Terza causa – La clamorosa smentita a certe affermazioni tradizionali ritenute come sacrosante nel campo della geografia, dell’astronomia e delle scienze in genere; smentita resa ancora più umiliante dall’atteggiamento testardo di aristotelici pedanti, aveva compromesso irrimediabilmente, di fronte agli occhi dei focosi innovatori, tutta la tradizione in generale.
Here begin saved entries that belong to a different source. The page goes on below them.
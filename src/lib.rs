//! Ailloy - versioned mold bundles from git
//!
//! Resolves mold references such as `github.com/acme/widget@^1.0.0//molds/claude`
//! against their origin repositories, caches immutable snapshots on disk,
//! and pins every resolution in a lock file.

pub mod cache;
pub mod cli;
pub mod config;
pub mod error;
pub mod git;
pub mod mold;

pub use error::{AilloyError, AilloyResult};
Dal campo scientifico si passava a quello religioso, morale, politico, economico, sociale e si coinvolgeva tutto quello che era stato affermato nel Medioevo in un unico intransigente disprezzo.

Quarta causa –  L’esempio di Bacone e di Cartesio, i quali, trattando la questione del metodo (di quello induttivo Bacone, di quello deduttivo Cartesio), avevano  posto come condizione della ricostruzione della scienza e della filosofia il distacco totale con la speculazione passata, avevano offerto motivi per confermarsi nei loro propositi a quelli che volevano innovare, non tanto per motivi speculativi, quanto per motivi pratici.

   La “Restauratio magna ab imis fundamentibus” di Bacone enumera come punto da realizzare la lotta contro i famosi “idola”; la filosofia a stile matematico di Cartesio postula come punto di partenza il dubbio metodico.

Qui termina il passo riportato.